Halloween II picks up right where John Carpenter’s 1978 classic left off .. literally seconds after Michael Myers disappears into the darkness. The sequel takes us deeper into the same October 31st night, only now the screams echo through Haddonfield Memorial Hospital instead of quiet suburban streets.
The movie doesn’t wastes little time with new setups or character introductions; it just drops you right back into that same world, that same panic, that same cold air that hung over the end of the first film. You feel the chaos in the cold night.. even Mrs. Elrod screams as she makes a sandwich and finds blood–to this day we don’t know if her husband wanted mayo or mustard.

There a few interesting back stories to Halloween II almost .. one major point is that it almost didn’t happen the way we know it.
Carpenter himself didn’t originally plan a direct sequel and he envisioned the Halloween name turning into an anthology of different scary stories. He was YEARS ahead of his time on that thought process.
Moustapha Akkad sensed a hit… and it was time to capitalize ..
After the studio pushed for more Michael Myers Carpenter grudgingly agreed to write it. He’s even said he wrote the script with a six-pack of beer by his side, just trying to make sense of what would happen next. That might explain the surreal, dream-like pacing the film has. The movie is admittedly a little sloppy, but hazier, and far more violent than the first.
The mask was back. It was still the same Shatner face, but this time yellowed by chain smoking that Debra Hill subjected it to. Also the new inhabitant with a different face shape. Dick Warlock’s mug was rounder while Nick Castle was longer, hence the difference in appearance.
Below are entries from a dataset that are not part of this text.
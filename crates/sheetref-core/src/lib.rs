//! sheetref_core - parser and normalizer for spreadsheet cell/range references.

pub mod config;
pub mod error;
mod parser;
pub mod reference;

pub use config::{Limits, LimitsConfig, load_limits};
pub use error::{ReferenceError, Result};
pub use parser::{ReferenceParser, parse, parse_with_limits, resolve_format};
pub use reference::{Format, FormatHint, Reference, Shape, column_letters, column_rank};

#[cfg(test)]
mod tests {
    use super::*;

    #[test]
    fn test_single_cells_round_trip() {
        for input in ["A1", "B2", "Z10", "AA1", "XFD1048576", "Sheet1!C3"] {
            assert_eq!(parse(input, FormatHint::Auto).unwrap().to_string(), input);
        }
        assert_eq!(
            parse("'My Sheet'!A1", FormatHint::Auto).unwrap().to_string(),
            "'My Sheet'!A1"
        );
    }

    #[test]
    fn test_range_is_reordered() {
        let reference = parse("B2:A1", FormatHint::Spreadsheet).unwrap();
        assert_eq!(reference.to_string(), "A1:B2");
        assert_eq!(reference.shape(), Shape::Range);
    }

    #[test]
    fn test_rows_reorder_numerically() {
        let reference = parse("A10:A9", FormatHint::Auto).unwrap();
        assert_eq!(reference.row(), 9);
        assert_eq!(reference.row_end(), Some(10));
        assert_eq!(reference.to_string(), "A9:A10");
    }

    #[test]
    fn test_fixed_markers_are_isolated() {
        let reference = parse("$A$1:B2", FormatHint::Auto).unwrap();
        assert!(reference.column_fixed());
        assert!(reference.row_fixed());
        assert!(!reference.column_end_fixed());
        assert!(!reference.row_end_fixed());
        assert!(!reference.to_string().contains('$'));
    }

    #[test]
    fn test_open_end_filling_is_excel_only() {
        let excel = parse("A1:A", FormatHint::Excel).unwrap();
        assert_eq!(excel.row_end(), Some(1_048_576));
        assert_eq!(excel.shape(), Shape::ColumnRangeOpen);

        let sheet = parse("A1:A", FormatHint::Spreadsheet).unwrap();
        assert_eq!(sheet.row_end(), None);
        assert!(!sheet.row_end_fixed());
    }

    #[test]
    fn test_columns_are_upper_cased() {
        let reference = parse("a1:b2", FormatHint::Auto).unwrap();
        assert_eq!(reference.column(), "A");
        assert_eq!(reference.column_end(), Some("B"));
    }

    #[test]
    fn test_sheet_handling() {
        let excel = parse("Sheet1!A1", FormatHint::Excel).unwrap();
        assert_eq!(excel.sheet(), Some("Sheet1"));

        let sheet = parse("'My Sheet'!A1", FormatHint::Spreadsheet).unwrap();
        assert_eq!(sheet.sheet(), Some("My Sheet"));
        assert_eq!(sheet.to_string(), "'My Sheet'!A1");

        let current = parse("A1", FormatHint::Auto).unwrap();
        assert_eq!(current.sheet(), None);
    }

    #[test]
    fn test_invalid_inputs() {
        for input in ["", "!!!", "Sheet1!", "A", "A0", "1:A", "A1:B2:C3"] {
            let err = parse(input, FormatHint::Auto).unwrap_err();
            assert_eq!(
                err,
                ReferenceError::InvalidReference {
                    input: input.to_string()
                }
            );
        }
    }

    #[test]
    fn test_error_message_names_input() {
        let err = parse("!!!", FormatHint::Auto).unwrap_err();
        assert_eq!(err.to_string(), "Invalid reference: !!!");
    }

    #[test]
    fn test_row_and_column_ranges() {
        let rows = parse("3:1", FormatHint::Spreadsheet).unwrap();
        assert_eq!(rows.shape(), Shape::RowRange);
        assert_eq!(rows.column(), "A");
        assert_eq!(rows.column_end(), None);
        assert_eq!(rows.row(), 1);
        assert_eq!(rows.row_end(), Some(3));

        let columns = parse("$D:b", FormatHint::Excel).unwrap();
        assert_eq!(columns.shape(), Shape::ColumnRange);
        assert_eq!(columns.column(), "B");
        assert_eq!(columns.column_end(), Some("D"));
        assert!(columns.column_end_fixed());
        assert_eq!(columns.row(), 1);
        assert_eq!(columns.row_end(), Some(1_048_576));
    }

    #[test]
    fn test_excel_always_has_both_ends() {
        for input in ["A1", "A1:B2", "1:2", "A:B", "A1:5", "A1:C"] {
            let reference = parse(input, FormatHint::Excel).unwrap();
            assert!(reference.column_end().is_some(), "{input}");
            assert!(reference.row_end().is_some(), "{input}");
        }
    }

    #[test]
    fn test_input_is_retained() {
        let reference: Reference = "sheet1!$b$2".parse().unwrap();
        assert_eq!(reference.input(), "sheet1!$b$2");
        assert_eq!(reference.format(), Format::Excel);
        assert_eq!(reference.to_string(), "sheet1!B2");
    }

    #[test]
    fn test_reference_is_send_and_sync() {
        fn assert_send_sync<T: Send + Sync>() {}
        assert_send_sync::<Reference>();
        assert_send_sync::<ReferenceParser>();
    }
}
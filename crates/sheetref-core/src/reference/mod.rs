//! Parsed, normalized cell and range references.
//!
//! - [`Reference`] - the result of a parse, immutable once built
//! - [`Format`], [`FormatHint`] - Excel (`Sheet1!A1`) vs spreadsheet (`'Sheet 1'!A1`) notation
//! - [`Shape`] - which of the six reference shapes the input matched
//! - [`column_rank`], [`column_letters`] - column label arithmetic

mod column;
mod display;
pub(crate) mod pattern;
pub(crate) mod resolve;

use serde::Serialize;
use std::str::FromStr;

pub use column::{column_letters, column_rank};

use crate::config::Limits;
use crate::error::ReferenceError;
use resolve::{Marked, order_columns, order_rows};

/// Reference notation.
#[derive(Clone, Copy, Debug, Hash, Eq, PartialEq, Serialize)]
#[serde(rename_all = "lowercase")]
pub enum Format {
    /// `Sheet1!A1:B2`; open ends are filled from the limits.
    Excel,
    /// `'Sheet 1'!A1:B2`; open ends stay open.
    Spreadsheet,
}

/// Requested notation for a parse. `Auto` picks [`Format::Spreadsheet`] for
/// inputs with a quoted sheet prefix and [`Format::Excel`] otherwise.
#[derive(Clone, Copy, Debug, Default, Hash, Eq, PartialEq)]
pub enum FormatHint {
    #[default]
    Auto,
    Excel,
    Spreadsheet,
}

impl From<Format> for FormatHint {
    fn from(format: Format) -> Self {
        match format {
            Format::Excel => FormatHint::Excel,
            Format::Spreadsheet => FormatHint::Spreadsheet,
        }
    }
}

/// The reference shape matched in the source text.
#[derive(Clone, Copy, Debug, Hash, Eq, PartialEq, Serialize)]
#[serde(rename_all = "snake_case")]
pub enum Shape {
    /// `A1:B2`
    Range,
    /// `A1`
    Alone,
    /// `1:3`
    RowRange,
    /// `A:C`
    ColumnRange,
    /// `A1:3`
    RowRangeOpen,
    /// `A1:C`
    ColumnRangeOpen,
}

/// A parsed reference to a cell or rectangular range.
///
/// The start column and row are always present. The ends equal the start
/// for a single cell, and are absent only on the open axis of a
/// spreadsheet-format one-axis range such as `A1:A`.
#[derive(Clone, Debug, PartialEq, Eq)]
pub struct Reference {
    pub(crate) input: String,
    pub(crate) format: Format,
    pub(crate) shape: Shape,
    pub(crate) sheet: Option<String>,
    pub(crate) column: Marked<String>,
    pub(crate) row: Marked<u32>,
    pub(crate) column_end: Option<Marked<String>>,
    pub(crate) row_end: Option<Marked<u32>>,
    pub(crate) limits: Limits,
}

impl Reference {
    /// The text this reference was parsed from.
    pub fn input(&self) -> &str {
        &self.input
    }

    pub fn format(&self) -> Format {
        self.format
    }

    pub fn shape(&self) -> Shape {
        self.shape
    }

    /// The sheet name without quotes, or `None` for the current sheet.
    pub fn sheet(&self) -> Option<&str> {
        self.sheet.as_deref()
    }

    pub fn column(&self) -> &str {
        &self.column.value
    }

    pub fn row(&self) -> u32 {
        self.row.value
    }

    pub fn column_end(&self) -> Option<&str> {
        self.column_end.as_ref().map(|end| end.value.as_str())
    }

    pub fn row_end(&self) -> Option<u32> {
        self.row_end.as_ref().map(|end| end.value)
    }

    pub fn column_fixed(&self) -> bool {
        self.column.fixed
    }

    pub fn row_fixed(&self) -> bool {
        self.row.fixed
    }

    pub fn column_end_fixed(&self) -> bool {
        self.column_end.as_ref().is_some_and(|end| end.fixed)
    }

    pub fn row_end_fixed(&self) -> bool {
        self.row_end.as_ref().is_some_and(|end| end.fixed)
    }

    /// The limits that were used (or would be used) to fill open ends.
    pub fn limits(&self) -> &Limits {
        &self.limits
    }

    /// True when the reference covers exactly one cell.
    pub fn is_single_cell(&self) -> bool {
        self.column_end() == Some(self.column()) && self.row_end() == Some(self.row())
    }

    /// Number of columns covered, or `None` when the column axis is open.
    pub fn width(&self) -> Option<u64> {
        let start = column_rank(self.column())?;
        let end = column_rank(self.column_end()?)?;
        Some(end - start + 1)
    }

    /// Number of rows covered, or `None` when the row axis is open.
    pub fn height(&self) -> Option<u64> {
        let end = self.row_end()?;
        Some(u64::from(end) - u64::from(self.row()) + 1)
    }

    /// Move every relative coordinate by the given number of columns and rows,
    /// the way a formula reference moves when the formula is copied. Fixed
    /// coordinates stay where they are.
    ///
    /// Returns `None` when a coordinate would move before column `A` or row `1`.
    pub fn offset(&self, columns: i64, rows: i64) -> Option<Reference> {
        let mut column = offset_column(&self.column, columns)?;
        let mut column_end = match &self.column_end {
            Some(end) => Some(offset_column(end, columns)?),
            None => None,
        };
        let mut row = offset_row(&self.row, rows)?;
        let mut row_end = match &self.row_end {
            Some(end) => Some(offset_row(end, rows)?),
            None => None,
        };

        order_columns(&mut column, &mut column_end);
        order_rows(&mut row, &mut row_end);

        Some(Reference {
            input: self.input.clone(),
            format: self.format,
            shape: self.shape,
            sheet: self.sheet.clone(),
            column,
            row,
            column_end,
            row_end,
            limits: self.limits.clone(),
        })
    }
}

fn offset_column(column: &Marked<String>, delta: i64) -> Option<Marked<String>> {
    if column.fixed || delta == 0 {
        return Some(column.clone());
    }
    let rank = column_rank(&column.value)?;
    let moved = rank.checked_add_signed(delta).filter(|rank| *rank > 0)?;
    Some(Marked {
        value: column_letters(moved)?,
        fixed: false,
    })
}

fn offset_row(row: &Marked<u32>, delta: i64) -> Option<Marked<u32>> {
    if row.fixed || delta == 0 {
        return Some(row.clone());
    }
    let moved = i64::from(row.value).checked_add(delta)?;
    let value = u32::try_from(moved).ok().filter(|row| *row > 0)?;
    Some(Marked {
        value,
        fixed: false,
    })
}

impl FromStr for Reference {
    type Err = ReferenceError;

    fn from_str(s: &str) -> Result<Self, Self::Err> {
        crate::parse(s, FormatHint::Auto)
    }
}

#[derive(Serialize)]
struct ReferenceFields<'a> {
    input: &'a str,
    format: Format,
    shape: Shape,
    canonical: String,
    #[serde(skip_serializing_if = "Option::is_none")]
    sheet: Option<&'a str>,
    column: &'a str,
    row: u32,
    #[serde(skip_serializing_if = "Option::is_none")]
    column_end: Option<&'a str>,
    #[serde(skip_serializing_if = "Option::is_none")]
    row_end: Option<u32>,
    column_fixed: bool,
    row_fixed: bool,
    column_end_fixed: bool,
    row_end_fixed: bool,
    limits: &'a Limits,
}

impl Serialize for Reference {
    fn serialize<S: serde::Serializer>(&self, serializer: S) -> Result<S::Ok, S::Error> {
        ReferenceFields {
            input: self.input(),
            format: self.format,
            shape: self.shape,
            canonical: self.to_string(),
            sheet: self.sheet(),
            column: self.column(),
            row: self.row(),
            column_end: self.column_end(),
            row_end: self.row_end(),
            column_fixed: self.column_fixed(),
            row_fixed: self.row_fixed(),
            column_end_fixed: self.column_end_fixed(),
            row_end_fixed: self.row_end_fixed(),
            limits: &self.limits,
        }
        .serialize(serializer)
    }
}
//! Error types for sheetref.

use std::path::PathBuf;

use thiserror::Error;

/// Errors that can occur while parsing a reference or loading limits.
#[derive(Error, Debug, Clone, PartialEq, Eq)]
pub enum ReferenceError {
    #[error("Invalid reference: {input}")]
    InvalidReference { input: String },

    #[error("Invalid limit: {limit}")]
    InvalidLimit { limit: String },

    #[error("Config error in {}: {message}", .path.display())]
    Config { path: PathBuf, message: String },
}

impl ReferenceError {
    pub(crate) fn invalid(input: &str) -> Self {
        ReferenceError::InvalidReference {
            input: input.to_string(),
        }
    }
}

pub type Result<T> = std::result::Result<T, ReferenceError>;
//! The stages between a shape match and a finished [`Reference`].
//!
//! `RawTokens` -> [`resolve_shape`] -> `Resolved` -> [`extract_fixed`] ->
//! `MarkedTokens` -> [`normalize`] -> `Reference`. Every stage takes its input
//! by value and returns a new snapshot.

use super::column::column_rank;
use super::pattern::RawTokens;
use super::{Format, Reference, Shape};
use crate::config::Limits;
use crate::error::{ReferenceError, Result};

const FIRST_COLUMN: &str = "A";
const FIRST_ROW: &str = "1";

/// A coordinate value and whether it carried a `$` marker.
#[derive(Clone, Debug, PartialEq, Eq)]
pub(crate) struct Marked<T> {
    pub value: T,
    pub fixed: bool,
}

/// Tokens after single-cell and open-ended shapes have been told apart.
///
/// The start coordinates are always present. An end is `None` only for the
/// open axis of a one-axis range.
#[derive(Clone, Debug, PartialEq, Eq)]
pub(crate) struct Resolved<'a> {
    pub shape: Shape,
    pub sheet: Option<&'a str>,
    pub column: &'a str,
    pub row: &'a str,
    pub column_end: Option<&'a str>,
    pub row_end: Option<&'a str>,
}

/// Tokens with `$` markers split off and rows converted to numbers.
#[derive(Clone, Debug, PartialEq, Eq)]
pub(crate) struct MarkedTokens<'a> {
    pub shape: Shape,
    pub sheet: Option<&'a str>,
    pub column: Marked<String>,
    pub row: Marked<u32>,
    pub column_end: Option<Marked<String>>,
    pub row_end: Option<Marked<u32>>,
}

pub(crate) fn resolve_shape(raw: RawTokens<'_>) -> Resolved<'_> {
    let column = raw.column.unwrap_or(FIRST_COLUMN);
    let row = raw.row.unwrap_or(FIRST_ROW);

    let (column_end, row_end) = match (raw.column_end, raw.row_end) {
        (None, None) => (Some(column), Some(row)),
        ends => ends,
    };

    Resolved {
        shape: raw.shape,
        sheet: raw.sheet,
        column,
        row,
        column_end,
        row_end,
    }
}

fn split_marker(token: &str) -> (&str, bool) {
    match token.strip_prefix('$') {
        Some(rest) => (rest, true),
        None => (token, false),
    }
}

fn mark_column(input: &str, token: &str) -> Result<Marked<String>> {
    let (letters, fixed) = split_marker(token);
    if column_rank(letters).is_none() {
        return Err(ReferenceError::invalid(input));
    }
    Ok(Marked {
        value: letters.to_string(),
        fixed,
    })
}

fn mark_row(input: &str, token: &str) -> Result<Marked<u32>> {
    let (digits, fixed) = split_marker(token);
    let value = digits
        .parse::<u32>()
        .ok()
        .filter(|row| *row > 0)
        .ok_or_else(|| ReferenceError::invalid(input))?;
    Ok(Marked { value, fixed })
}

/// Record and strip the `$` marker of every coordinate.
///
/// Fails when a row is `0` or does not fit in a `u32`, or when a column label
/// is too long to rank.
pub(crate) fn extract_fixed<'a>(input: &str, resolved: Resolved<'a>) -> Result<MarkedTokens<'a>> {
    Ok(MarkedTokens {
        shape: resolved.shape,
        sheet: resolved.sheet,
        column: mark_column(input, resolved.column)?,
        row: mark_row(input, resolved.row)?,
        column_end: resolved
            .column_end
            .map(|token| mark_column(input, token))
            .transpose()?,
        row_end: resolved
            .row_end
            .map(|token| mark_row(input, token))
            .transpose()?,
    })
}

/// Swap start and end columns when the end ranks before the start.
pub(crate) fn order_columns(column: &mut Marked<String>, column_end: &mut Option<Marked<String>>) {
    let Some(end) = column_end.as_mut() else {
        return;
    };
    if let (Some(start_rank), Some(end_rank)) = (column_rank(&column.value), column_rank(&end.value))
        && end_rank < start_rank
    {
        log::trace!("swapping columns {} and {}", column.value, end.value);
        std::mem::swap(column, end);
    }
}

/// Swap start and end rows when the end is above the start.
pub(crate) fn order_rows(row: &mut Marked<u32>, row_end: &mut Option<Marked<u32>>) {
    if let Some(end) = row_end.as_mut()
        && end.value < row.value
    {
        log::trace!("swapping rows {} and {}", row.value, end.value);
        std::mem::swap(row, end);
    }
}

/// Strip the quotes from a quoted sheet name, turning `''` back into `'`.
fn unquote_sheet(token: &str) -> Option<String> {
    let name = match token
        .strip_prefix('\'')
        .and_then(|rest| rest.strip_suffix('\''))
    {
        Some(inner) => inner.replace("''", "'"),
        None => token.to_string(),
    };
    (!name.is_empty()).then_some(name)
}

/// Fill open ends (Excel only), order the coordinates, upper-case the columns
/// and unquote the sheet name.
pub(crate) fn normalize(
    input: &str,
    marked: MarkedTokens<'_>,
    format: Format,
    limits: Limits,
) -> Reference {
    let MarkedTokens {
        shape,
        sheet,
        mut column,
        mut row,
        mut column_end,
        mut row_end,
    } = marked;

    if format == Format::Excel {
        if column_end.is_none() {
            log::trace!("filling column end of {input:?} with {}", limits.column());
            column_end = Some(Marked {
                value: limits.column().to_string(),
                fixed: false,
            });
        }
        if row_end.is_none() {
            log::trace!("filling row end of {input:?} with {}", limits.row());
            row_end = Some(Marked {
                value: limits.row(),
                fixed: false,
            });
        }
    }

    order_columns(&mut column, &mut column_end);
    order_rows(&mut row, &mut row_end);

    column.value.make_ascii_uppercase();
    if let Some(end) = column_end.as_mut() {
        end.value.make_ascii_uppercase();
    }

    Reference {
        input: input.to_string(),
        format,
        shape,
        sheet: sheet.and_then(unquote_sheet),
        column,
        row,
        column_end,
        row_end,
        limits,
    }
}
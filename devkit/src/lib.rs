/*!
# TimeClock DevKit - Test doubles for the scan engine

Library for developing and testing the scanner without hardware or backend:
- Mock camera recording every stream open and release
- Scripted attendance backend
- In-memory HTTP attendance service
- Harness driving a real scan controller
*/

pub mod fake_server;
pub mod mock_backend;
pub mod mock_camera;
pub mod test_utils;

pub use fake_server::FakeAttendanceServer;
pub use mock_backend::{MockBackend, RecordedScan};
pub use mock_camera::MockCamera;
pub use test_utils::TestHarness;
The new film also had more blood–Carpenter did that on purpose to match what audiences were then wanting. Akkad wasn’t overly happy with that because the TV broadcasts had to be tamed down ..
Jamie Lee Curtis’ Laurie Strode became the face of the “final girl” trope. But in the sequel, she spends much of the movie confined to a hospital bed, drugged and traumatized, yet still somehow finds the strength to fight back. Donald Pleasence returns as Dr. Loomis, more unhinged than ever, shouting his famous lines about evil and destiny as he hunts Michael through sterile hallways. It is the hospital scenes that give the most feeling of the film. The fluorescent lights, the empty corridors, beeping heart monitors, all building to that fiery ending.

There were several points of Halloween 2 that feel like a docu-drama. You can feel the chaos and panic of the police in the movie–this is exactly how small town America police faced with a gory bloody scene of teenagers being killed would actually react. Now poor Ben Tramer got the brunt. Was it Loomis’ fault by the way? We never really get the chance to flesh that out..
Recently, Nightmare Nostalgia wrote about how II was the scarier sequel.
To us, not only scarier but quite frankly better. Halloween II seems to get better with each passing year despite Carpenter still unwilling to embrace the face that he and Hill either accidentally or unwittingly created a classic.
Perhaps the only pet peeve is that this movie could have been renamed ALL SAINTS DAY since it mostly took place after Halloween, mostly on November 1 if you think about the continuity.
It’s often overshadowed by the original, but Halloween II deserves more credit. It’s the movie that closed the story of Laurie and Michael (at least until later recreations), expanded the mythology, and gave us the twist that Laurie was his sister .. love it or hate it, it was a plot line that shaped the franchise for decades.
When Halloween ENDS came out, fans watched.. and never watched again. But they loved the opening 7 minutes that herald back to the original night he came home. There is lure in a way to what Michael Myers did in the immediate aftermath to Loomis’ six shots.
While ENDS gives us a perspective of a movie that Carpenter never made, we still love the one he did: Halloween II is better than Halloween 1.